To translate the above findings into a more clinically relevant setting, we evaluated the effect of a ”clinical trial” grade CSF-1R tyrosine kinase inhibitor (TKI) (JNJ-40346527) [48, 49] on the clonogenicity of four representative lung cancer cell lines. First, we found that treatment with the TKI revealed a dose-dependent effect of the JNJ-40346527 treatment on the amount of Tyr723 phosphorylated CSF-1R (Figure 2C), with a concomitant effect on the number of the formed colonies, at submicromolar doses (Figure 2D, upper and lower panels). Next, we tested whether the TKI treatment would sensitize the cells to the effect of cisplatin. Co-treatment of the cells with increasing doses of cisplatin and JNJ-40346527, the latter at the previously determined CC25 doses (Table 2), revealed a strong potentiation of the effect of the cisplatin (Figure 2E).Notably, we observed very similar chemosensitizing effects when using an unrelated CSF-1R TKI, the BLZ-945 [54, 55] (Supplementary Figure S3A). Thus, inhibition of CSF-1R could impair both clonogenicity and chemoresistance of the lung cancer cell lines. This echoed the persistence of the CSF-1Rpos cells in the cisplatin-treated samples and showed that inhibiting CSF-1R in a subset of cells affected the collective resistance of the cell line to chemotherapy-induced cell death.

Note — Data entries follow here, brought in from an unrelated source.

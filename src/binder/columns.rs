//! Column rebinding: wrapping a bound projection in a fresh select and
//! repointing projector references at the new alias.

use std::collections::HashMap;

use crate::ast::expr::{ColumnRef, Expr};
use crate::ast::projector::{Projection, Projector};
use crate::ast::query::{ColumnDecl, Select, Source};
use crate::ast::visit::{self, Rewriter};
use crate::ast::{AliasGenerator, TableAlias};

/// Maps (alias, column name) pairs to replacement column references.
pub type ColumnMap = HashMap<(TableAlias, String), ColumnRef>;

/// Rewrites column references through a [`ColumnMap`].
pub struct Remapper<'a> {
    map: &'a ColumnMap,
}

impl<'a> Remapper<'a> {
    pub fn new(map: &'a ColumnMap) -> Self {
        Self { map }
    }
}

impl Rewriter for Remapper<'_> {
    fn rewrite_expr(&mut self, expr: &Expr) -> Option<Expr> {
        if let Expr::Column(c) = expr {
            if let Some(replacement) = self.map.get(&(c.alias, c.name.clone())) {
                return Some(Expr::Column(replacement.clone()));
            }
            return None;
        }
        visit::walk_expr(self, expr)
    }
}

/// Replaces column references with arbitrary expressions. Used to localize
/// references to a select's own alias (replacing them with the declared
/// expressions) and when a merged-away select's columns must be inlined.
pub struct ExprSubstitutor {
    map: HashMap<(TableAlias, String), Expr>,
}

impl ExprSubstitutor {
    pub fn new(map: HashMap<(TableAlias, String), Expr>) -> Self {
        Self { map }
    }

    /// Substitutes references to `select`'s output with their declarations.
    pub fn for_select(select: &Select) -> Self {
        let map = select
            .columns
            .iter()
            .map(|c| ((select.alias, c.name.clone()), c.expr.clone()))
            .collect();
        Self { map }
    }
}

impl Rewriter for ExprSubstitutor {
    fn rewrite_expr(&mut self, expr: &Expr) -> Option<Expr> {
        if let Expr::Column(c) = expr {
            return self.map.get(&(c.alias, c.name.clone())).cloned();
        }
        visit::walk_expr(self, expr)
    }
}

/// Remap every column reference in a projector through `map`.
pub fn remap_projector(projector: &Projector, map: &ColumnMap) -> Projector {
    let mut remapper = Remapper::new(map);
    remapper
        .rewrite_projector(projector)
        .unwrap_or_else(|| projector.clone())
}

/// Remap every column reference in an expression through `map`.
pub fn remap_expr(expr: &Expr, map: &ColumnMap) -> Expr {
    let mut remapper = Remapper::new(map);
    remapper.rewrite_expr(expr).unwrap_or_else(|| expr.clone())
}

/// Declare pass-through columns for everything `inner` declares, extending
/// `map` so references to the inner select repoint at `outer_alias`.
pub fn pass_through(
    inner: &Select,
    outer_alias: TableAlias,
    columns: &mut Vec<ColumnDecl>,
    map: &mut ColumnMap,
) {
    for decl in &inner.columns {
        let mut name = decl.name.clone();
        // Joined sides may declare colliding names; uniquify on the outside.
        if columns.iter().any(|c| c.name == name) {
            let mut n = 1;
            loop {
                let candidate = format!("{}{}", decl.name, n);
                if !columns.iter().any(|c| c.name == candidate) {
                    name = candidate;
                    break;
                }
                n += 1;
            }
        }
        let ty = decl.sql_type();
        columns.push(ColumnDecl::new(
            name.clone(),
            Expr::Column(ColumnRef::new(inner.alias, decl.name.clone(), ty)),
        ));
        map.insert(
            (inner.alias, decl.name.clone()),
            ColumnRef::new(outer_alias, name, ty),
        );
    }
}

/// Wrap a bound projection in a fresh pass-through select, the canonical
/// step before folding an operator's clause in. The redundant-subquery pass
/// later merges wrappers that stayed trivial.
pub fn wrap(projection: Projection, aliases: &mut AliasGenerator) -> (Select, Projector) {
    let alias = aliases.fresh();
    let mut columns = Vec::new();
    let mut map = ColumnMap::new();
    pass_through(&projection.select, alias, &mut columns, &mut map);
    let projector = remap_projector(&projection.projector, &map);
    let mut select = Select::new(alias);
    select.columns = columns;
    select.from = Some(Source::Select(Box::new(projection.select)));
    (select, projector)
}

/// Wrap two bound projections around a join source.
pub fn wrap_join(
    left: &Select,
    right: &Select,
    aliases: &mut AliasGenerator,
) -> (TableAlias, Vec<ColumnDecl>, ColumnMap) {
    let alias = aliases.fresh();
    let mut columns = Vec::new();
    let mut map = ColumnMap::new();
    pass_through(left, alias, &mut columns, &mut map);
    pass_through(right, alias, &mut columns, &mut map);
    (alias, columns, map)
}

/// Ensure `expr` is readable as a declared column of `select`, declaring a
/// computed column when necessary. Returns the reading reference.
pub fn import_expr(select: &mut Select, expr: &Expr, preferred: &str) -> Expr {
    if let Expr::Column(c) = expr {
        if c.alias == select.alias && select.declares_column(&c.name) {
            return expr.clone();
        }
    }
    let ty = expr.sql_type();
    let name = select.declare(preferred, expr.clone());
    Expr::Column(ColumnRef::new(select.alias, name, ty))
}

/// Push every scalar leaf of a projector into declared columns of `select`,
/// so the projector reads only declared columns afterwards.
pub fn flatten_projector(projector: &Projector, select: &mut Select) -> Projector {
    match projector {
        Projector::Expr(e) => Projector::Expr(import_expr(select, e, "c")),
        Projector::Entity { entity, members } => Projector::Entity {
            entity: entity.clone(),
            members: members
                .iter()
                .map(|(n, m)| (n.clone(), flatten_member(m, select, n)))
                .collect(),
        },
        Projector::Record(members) => Projector::Record(
            members
                .iter()
                .map(|(n, m)| (n.clone(), flatten_member(m, select, n)))
                .collect(),
        ),
        Projector::OuterJoined { test, inner } => Projector::OuterJoined {
            test: Box::new(import_expr(select, test, "test")),
            inner: Box::new(flatten_projector(inner, select)),
        },
        // Nested projections run as their own queries; their key expressions
        // are imported by the client-join compilation step instead.
        Projector::Subquery(_) | Projector::ClientJoin(_) | Projector::Deferred(_) => {
            projector.clone()
        }
    }
}

fn flatten_member(projector: &Projector, select: &mut Select, preferred: &str) -> Projector {
    match projector {
        Projector::Expr(e) => Projector::Expr(import_expr(select, e, preferred)),
        other => flatten_projector(other, select),
    }
}

#[cfg(test)]
mod tests {
    use super::*;
    use crate::ast::expr::BinaryOp;
    use crate::types::SqlType;

    #[test]
    fn test_wrap_repoints_projector() {
        let mut aliases = AliasGenerator::new();
        let table = aliases.fresh();
        let mut select = Select::new(aliases.fresh());
        let inner_alias = select.alias;
        select.columns.push(ColumnDecl::new(
            "id",
            Expr::Column(ColumnRef::new(table, "id", SqlType::Int)),
        ));
        let projection = Projection::new(
            select,
            Projector::Expr(Expr::Column(ColumnRef::new(inner_alias, "id", SqlType::Int))),
        );
        let (wrapped, projector) = wrap(projection, &mut aliases);
        match projector {
            Projector::Expr(Expr::Column(c)) => {
                assert_eq!(c.alias, wrapped.alias);
                assert_eq!(c.name, "id");
            }
            other => panic!("unexpected projector {:?}", other),
        }
    }

    #[test]
    fn test_flatten_declares_computed_columns() {
        let mut aliases = AliasGenerator::new();
        let table = aliases.fresh();
        let mut select = Select::new(aliases.fresh());
        let sum = Expr::binary(
            BinaryOp::Add,
            Expr::Column(ColumnRef::new(table, "a", SqlType::Int)),
            Expr::Column(ColumnRef::new(table, "b", SqlType::Int)),
        );
        let flattened = flatten_projector(&Projector::Expr(sum), &mut select);
        assert_eq!(select.columns.len(), 1);
        match flattened {
            Projector::Expr(Expr::Column(c)) => assert_eq!(c.alias, select.alias),
            other => panic!("unexpected projector {:?}", other),
        }
    }
}
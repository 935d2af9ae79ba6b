//! Rewrites correlated lateral joins into ordinary joins where the
//! correlation lives only in top-level where conjuncts of the right side.
//!
//! Lateral row-shaping (a right side with skip/take) stays an apply: its
//! semantics are per-left-row and cannot move into a join condition.

use std::collections::HashSet;

use super::util;
use crate::ast::expr::{ColumnRef, Expr};
use crate::ast::query::{Join, JoinKind, Select, Source};
use crate::ast::visit::{self, Rewriter, Visitor};
use crate::ast::projector::Projection;
use crate::ast::TableAlias;
use crate::binder::columns::{self, ColumnMap};

pub fn run(projection: Projection) -> Projection {
    Decorrelator.apply(projection)
}

struct Decorrelator;

impl Rewriter for Decorrelator {
    fn rewrite_source(&mut self, source: &Source) -> Option<Source> {
        let walked = visit::walk_source(self, source);
        let current = walked.as_ref().unwrap_or(source);
        let join = match current {
            Source::Join(join) if join.kind.is_apply() => join,
            _ => return walked,
        };
        match decorrelate(join) {
            Some(rewritten) => Some(Source::Join(Box::new(rewritten))),
            None => walked,
        }
    }
}

fn decorrelate(join: &Join) -> Option<Join> {
    let right = match &join.right {
        Source::Select(right) => right,
        _ => return None,
    };
    if right.skip.is_some() || right.take.is_some() {
        return None;
    }
    let left_aliases: HashSet<_> = join.left.declared_aliases().into_iter().collect();
    let (correlated, local) = split_where(right, &left_aliases);
    // The correlation must live entirely in the extracted conjuncts.
    let mut remainder = (**right).clone();
    remainder.where_clause = Expr::conjoin(local);
    if util::select_references(&remainder, &left_aliases) {
        return None;
    }
    // A conjunct written against the right side's source columns can only
    // move into the join condition through the declared outputs.
    let mut outputs = ColumnMap::new();
    for decl in &right.columns {
        if let Expr::Column(c) = &decl.expr {
            outputs
                .entry((c.alias, c.name.clone()))
                .or_insert_with(|| ColumnRef::new(right.alias, decl.name.clone(), decl.sql_type()));
        }
    }
    let mut visible: HashSet<TableAlias> = left_aliases.clone();
    visible.insert(right.alias);
    let mut hoisted = Vec::with_capacity(correlated.len());
    for conjunct in &correlated {
        let localized = columns::remap_expr(conjunct, &outputs);
        if !references_only(&localized, &visible) {
            return None;
        }
        hoisted.push(localized);
    }
    let kind = match (join.kind, hoisted.is_empty()) {
        (JoinKind::CrossApply, true) => JoinKind::Cross,
        (JoinKind::CrossApply, false) => JoinKind::Inner,
        (JoinKind::OuterApply, _) => JoinKind::LeftOuter,
        _ => return None,
    };
    let condition = match kind {
        JoinKind::Cross => None,
        // An outer join needs a condition even when nothing correlates.
        _ => Some(Expr::conjoin(hoisted).unwrap_or_else(|| Expr::value(true))),
    };
    Some(Join {
        kind,
        left: join.left.clone(),
        right: Source::Select(Box::new(remainder)),
        condition,
    })
}

/// True when every column reference reads one of `allowed`.
fn references_only(expr: &Expr, allowed: &HashSet<TableAlias>) -> bool {
    struct Check<'a> {
        allowed: &'a HashSet<TableAlias>,
        ok: bool,
    }
    impl Visitor for Check<'_> {
        fn visit_expr(&mut self, expr: &Expr) {
            if let Expr::Column(c) = expr {
                if !self.allowed.contains(&c.alias) {
                    self.ok = false;
                }
                return;
            }
            visit::visit_expr_children(self, expr);
        }
    }
    let mut check = Check { allowed, ok: true };
    check.visit_expr(expr);
    check.ok
}

fn split_where(right: &Select, left_aliases: &HashSet<crate::ast::TableAlias>) -> (Vec<Expr>, Vec<Expr>) {
    let mut correlated = vec![];
    let mut local = vec![];
    if let Some(where_clause) = &right.where_clause {
        for conjunct in where_clause.conjuncts() {
            if util::expr_references(conjunct, left_aliases) {
                correlated.push(conjunct.clone());
            } else {
                local.push(conjunct.clone());
            }
        }
    }
    (correlated, local)
}

#[cfg(test)]
mod tests {
    use super::*;
    use crate::ast::expr::ColumnRef;
    use crate::ast::query::{ColumnDecl, TableSource};
    use crate::ast::AliasGenerator;
    use crate::types::SqlType;

    fn table_select(aliases: &mut AliasGenerator, table: &str, col: &str) -> Select {
        let t = aliases.fresh();
        let mut select = Select::new(aliases.fresh());
        select.from = Some(Source::Table(TableSource {
            alias: t,
            name: table.into(),
        }));
        select.columns.push(ColumnDecl::new(
            col,
            Expr::Column(ColumnRef::new(t, col, SqlType::Int)),
        ));
        select
    }

    #[test]
    fn test_correlated_apply_becomes_inner_join() {
        let mut aliases = AliasGenerator::new();
        let left = table_select(&mut aliases, "customers", "id");
        let left_alias = left.alias;
        let mut right = table_select(&mut aliases, "orders", "customer_id");
        let right_alias = right.alias;
        right.where_clause = Some(Expr::eq(
            Expr::Column(ColumnRef::new(right_alias, "customer_id", SqlType::Int)),
            Expr::Column(ColumnRef::new(left_alias, "id", SqlType::Int)),
        ));
        let join = Join {
            kind: JoinKind::CrossApply,
            left: Source::Select(Box::new(left)),
            right: Source::Select(Box::new(right)),
            condition: None,
        };
        let rewritten = decorrelate(&join).expect("should decorrelate");
        assert_eq!(rewritten.kind, JoinKind::Inner);
        assert!(rewritten.condition.is_some());
        match &rewritten.right {
            Source::Select(s) => assert!(s.where_clause.is_none()),
            other => panic!("unexpected right source {:?}", other),
        }
    }

    #[test]
    fn test_correlation_over_source_columns_localizes_to_outputs() {
        let mut aliases = AliasGenerator::new();
        let left = table_select(&mut aliases, "customers", "id");
        let left_alias = left.alias;
        let mut right = table_select(&mut aliases, "orders", "customer_id");
        let right_alias = right.alias;
        let right_table = match &right.from {
            Some(Source::Table(t)) => t.alias,
            other => panic!("unexpected right from {:?}", other),
        };
        // Written against the table column, as relationship binding leaves it.
        right.where_clause = Some(Expr::eq(
            Expr::Column(ColumnRef::new(left_alias, "id", SqlType::Int)),
            Expr::Column(ColumnRef::new(right_table, "customer_id", SqlType::Int)),
        ));
        let join = Join {
            kind: JoinKind::CrossApply,
            left: Source::Select(Box::new(left)),
            right: Source::Select(Box::new(right)),
            condition: None,
        };
        let rewritten = decorrelate(&join).expect("should decorrelate");
        assert_eq!(rewritten.kind, JoinKind::Inner);
        match rewritten.condition.as_ref() {
            Some(Expr::Binary { right: key, .. }) => match key.as_ref() {
                Expr::Column(c) => {
                    assert_eq!(c.alias, right_alias);
                    assert_eq!(c.name, "customer_id");
                }
                other => panic!("unexpected key {:?}", other),
            },
            other => panic!("unexpected condition {:?}", other),
        }
    }

    #[test]
    fn test_correlation_over_undeclared_column_stays_lateral() {
        let mut aliases = AliasGenerator::new();
        let left = table_select(&mut aliases, "customers", "id");
        let left_alias = left.alias;
        let mut right = table_select(&mut aliases, "orders", "customer_id");
        let right_table = match &right.from {
            Some(Source::Table(t)) => t.alias,
            other => panic!("unexpected right from {:?}", other),
        };
        // The correlated column never surfaces as an output of the right side.
        right.where_clause = Some(Expr::eq(
            Expr::Column(ColumnRef::new(left_alias, "id", SqlType::Int)),
            Expr::Column(ColumnRef::new(right_table, "region_id", SqlType::Int)),
        ));
        let join = Join {
            kind: JoinKind::CrossApply,
            left: Source::Select(Box::new(left)),
            right: Source::Select(Box::new(right)),
            condition: None,
        };
        assert!(decorrelate(&join).is_none());
    }

    #[test]
    fn test_limited_right_side_stays_lateral() {
        let mut aliases = AliasGenerator::new();
        let left = table_select(&mut aliases, "customers", "id");
        let mut right = table_select(&mut aliases, "orders", "customer_id");
        right.take = Some(Expr::value(1i64));
        let join = Join {
            kind: JoinKind::CrossApply,
            left: Source::Select(Box::new(left)),
            right: Source::Select(Box::new(right)),
            condition: None,
        };
        assert!(decorrelate(&join).is_none());
    }
}
//! Moves scalar subqueries out of select lists, for dialects that cannot
//! evaluate a subquery in column position. Each one becomes the right side
//! of an outer apply and the column reads its first declared output.

use crate::ast::expr::{ColumnRef, Expr};
use crate::ast::projector::Projection;
use crate::ast::query::{Join, JoinKind, Select, Source};
use crate::ast::visit::{self, Rewriter};

pub fn run(projection: Projection) -> Projection {
    Extractor.apply(projection)
}

struct Extractor;

impl Rewriter for Extractor {
    fn rewrite_select(&mut self, select: &Select) -> Option<Select> {
        let walked = visit::walk_select(self, select);
        let current = walked.as_ref().unwrap_or(select);
        // Grouped selects cannot absorb a join without changing the grouping.
        if current.from.is_none() || !current.group_by.is_empty() {
            return walked;
        }
        if !current
            .columns
            .iter()
            .any(|c| matches!(&c.expr, Expr::Scalar(sub) if !sub.columns.is_empty()))
        {
            return walked;
        }
        let mut out = current.clone();
        for i in 0..out.columns.len() {
            let sub = match &out.columns[i].expr {
                Expr::Scalar(sub) if !sub.columns.is_empty() => (**sub).clone(),
                _ => continue,
            };
            let first = &sub.columns[0];
            let read = Expr::Column(ColumnRef::new(
                sub.alias,
                first.name.clone(),
                first.expr.sql_type(),
            ));
            out.from = Some(Source::Join(Box::new(Join {
                kind: JoinKind::OuterApply,
                left: out.from.take().unwrap_or(Source::Select(Box::new(sub.clone()))),
                right: Source::Select(Box::new(sub)),
                condition: None,
            })));
            out.columns[i].expr = read;
        }
        Some(out)
    }
}
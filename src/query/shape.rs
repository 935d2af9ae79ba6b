//! Canonical-shape hashing for the compiled-plan cache.
//!
//! Two operator trees that differ only in literal values hash identically:
//! literals contribute their type tag, never their value. Bound-variable ids
//! are canonicalized to their order of introduction so separately built but
//! structurally identical queries share a shape.

use std::collections::HashMap;
use std::collections::hash_map::DefaultHasher;
use std::hash::{Hash, Hasher};

use super::expr::{Lambda, OpExpr, VarId};
use super::{QueryOp, Ordering};

pub fn shape_hash(op: &QueryOp) -> u64 {
    let mut hasher = DefaultHasher::new();
    let mut vars = VarNumbering::default();
    hash_op(op, &mut vars, &mut hasher);
    hasher.finish()
}

#[derive(Default)]
struct VarNumbering {
    seen: HashMap<VarId, u32>,
}

impl VarNumbering {
    fn introduce(&mut self, id: VarId) -> u32 {
        let next = self.seen.len() as u32;
        *self.seen.entry(id).or_insert(next)
    }

    fn resolve(&self, id: VarId) -> u32 {
        // Unintroduced vars cannot occur in well-formed lambdas; hash them
        // distinctly rather than panicking during cache lookup.
        self.seen.get(&id).copied().unwrap_or(u32::MAX)
    }
}

fn hash_op(op: &QueryOp, vars: &mut VarNumbering, h: &mut DefaultHasher) {
    std::mem::discriminant(op).hash(h);
    match op {
        QueryOp::Root(entity) => entity.hash(h),
        QueryOp::Filter { source, predicate } => {
            hash_op(source, vars, h);
            hash_lambda(predicate, vars, h);
        }
        QueryOp::Project { source, selector } => {
            hash_op(source, vars, h);
            hash_lambda(selector, vars, h);
        }
        QueryOp::SelectMany {
            source,
            collection,
            result,
        } => {
            hash_op(source, vars, h);
            hash_lambda(collection, vars, h);
            if let Some(r) = result {
                hash_lambda(r, vars, h);
            }
        }
        QueryOp::Join {
            outer,
            inner,
            outer_key,
            inner_key,
            result,
        }
        | QueryOp::GroupJoin {
            outer,
            inner,
            outer_key,
            inner_key,
            result,
        } => {
            hash_op(outer, vars, h);
            hash_op(inner, vars, h);
            hash_lambda(outer_key, vars, h);
            hash_lambda(inner_key, vars, h);
            hash_lambda(result, vars, h);
        }
        QueryOp::Order { source, orderings } => {
            hash_op(source, vars, h);
            for Ordering { key, order } in orderings {
                hash_lambda(key, vars, h);
                std::mem::discriminant(order).hash(h);
            }
        }
        QueryOp::GroupBy {
            source,
            key,
            element,
        } => {
            hash_op(source, vars, h);
            hash_lambda(key, vars, h);
            if let Some(e) = element {
                hash_lambda(e, vars, h);
            }
        }
        QueryOp::Distinct { source } | QueryOp::Reverse { source } => hash_op(source, vars, h),
        QueryOp::Skip { source, count } | QueryOp::Take { source, count } => {
            hash_op(source, vars, h);
            hash_expr(count, vars, h);
        }
        QueryOp::Intersect { source, other } | QueryOp::Except { source, other } => {
            hash_op(source, vars, h);
            hash_op(other, vars, h);
        }
        QueryOp::Element {
            source,
            kind,
            or_default,
        } => {
            hash_op(source, vars, h);
            std::mem::discriminant(kind).hash(h);
            or_default.hash(h);
        }
        QueryOp::Aggregate {
            source,
            func,
            selector,
        } => {
            hash_op(source, vars, h);
            func.hash(h);
            if let Some(s) = selector {
                hash_lambda(s, vars, h);
            }
        }
        QueryOp::Quantify {
            source,
            kind,
            predicate,
        } => {
            hash_op(source, vars, h);
            std::mem::discriminant(kind).hash(h);
            if let Some(p) = predicate {
                hash_lambda(p, vars, h);
            }
        }
        QueryOp::Contains { source, value } => {
            hash_op(source, vars, h);
            // Shape only: the concrete value becomes a parameter.
            value.sql_type().hash(h);
        }
    }
}

fn hash_lambda(lambda: &Lambda, vars: &mut VarNumbering, h: &mut DefaultHasher) {
    for param in &lambda.params {
        vars.introduce(*param).hash(h);
    }
    hash_expr(&lambda.body, vars, h);
}

fn hash_expr(expr: &OpExpr, vars: &mut VarNumbering, h: &mut DefaultHasher) {
    std::mem::discriminant(expr).hash(h);
    match expr {
        OpExpr::Var(id) => vars.resolve(*id).hash(h),
        OpExpr::Member(inner, name) => {
            hash_expr(inner, vars, h);
            name.hash(h);
        }
        OpExpr::Value(v) => v.sql_type().hash(h),
        OpExpr::Bind(name, ty) => {
            name.hash(h);
            ty.hash(h);
        }
        OpExpr::Binary(op, left, right) => {
            op.hash(h);
            hash_expr(left, vars, h);
            hash_expr(right, vars, h);
        }
        OpExpr::Not(inner) | OpExpr::Negate(inner) => hash_expr(inner, vars, h),
        OpExpr::IsNull(inner, negated) => {
            hash_expr(inner, vars, h);
            negated.hash(h);
        }
        OpExpr::Func(name, args) => {
            name.hash(h);
            for a in args {
                hash_expr(a, vars, h);
            }
        }
        OpExpr::Record(fields) => {
            for (name, e) in fields {
                name.hash(h);
                hash_expr(e, vars, h);
            }
        }
        OpExpr::Aggregate {
            func,
            source,
            selector,
            distinct,
        } => {
            func.hash(h);
            hash_expr(source, vars, h);
            if let Some(s) = selector {
                hash_lambda(s, vars, h);
            }
            distinct.hash(h);
        }
        OpExpr::InList(inner, values) => {
            hash_expr(inner, vars, h);
            // List arity shapes the generated IN (...), so it is structure.
            values.len().hash(h);
            for v in values {
                v.sql_type().hash(h);
            }
        }
        OpExpr::Subquery(op) => hash_op(op, vars, h),
        OpExpr::Any { source, predicate } => {
            hash_expr(source, vars, h);
            if let Some(p) = predicate {
                hash_lambda(p, vars, h);
            }
        }
        OpExpr::All { source, predicate } => {
            hash_expr(source, vars, h);
            hash_lambda(predicate, vars, h);
        }
    }
}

Table 2: CC50 of the mentioned compounds, as assessed by clonogenic assay

Cisplatin micromol/L

JNJ-40346527 micromol/l

BLZ-945 (micromol/l)

A549

3.5 ± 0.6

0.41 ± 0.5

NCI-H1299

0.6 ± 0.12

0.33 ± 0.09

0.48 ± 0.12

NCI-H157

2.1 ± 0.5

0.39 ± 0.1

CALU-1

3.1 ± 0.8

0.26 ± 0.12

NCI-H1975

3.5 ± 0.6

0.24 ± 0.07

0.33 ± 0.09

NCI-H358

1.9 ± 0.3

2.5 ± 0.11

NCI-H460

1.2 ± 0.4

>10

CSF-1R inhibition affects the number of chemoresistant CSF-1Rpos cells

Since the chemosensitizing effect of the TKI could take place through a change in the number of the CSF-1Rpos cells, we evaluated, by FACS, the number of CSF-1Rpos cells after 96 hrs treatment at the previously determined CC50 doses of JNJ-40346527 and cisplatin, alone or in combination (Table 2) (Figure 2F). As previously reported in Figure 2B) the CSF-1Rpos cells survived cisplatin treatment. Treatment with JNJ-40346527 significantly reduced the number of CSF-1Rpos cells (p < 0.05); however, this effect was much stronger when both cisplatin and the TKI were co-administered (Figure 2F). A similar effect on the CSF-1Rpos cells was observed when either CSF-1 or CSF-1R were depleted by siRNAs (Supplementary Figure S2C), implying that a reduced number of the CSF-1R expressing cells, due to lower levels of the ligand/receptor or to inhibition of its kinase activity may underlie the chemosensitizing effects of the TKI.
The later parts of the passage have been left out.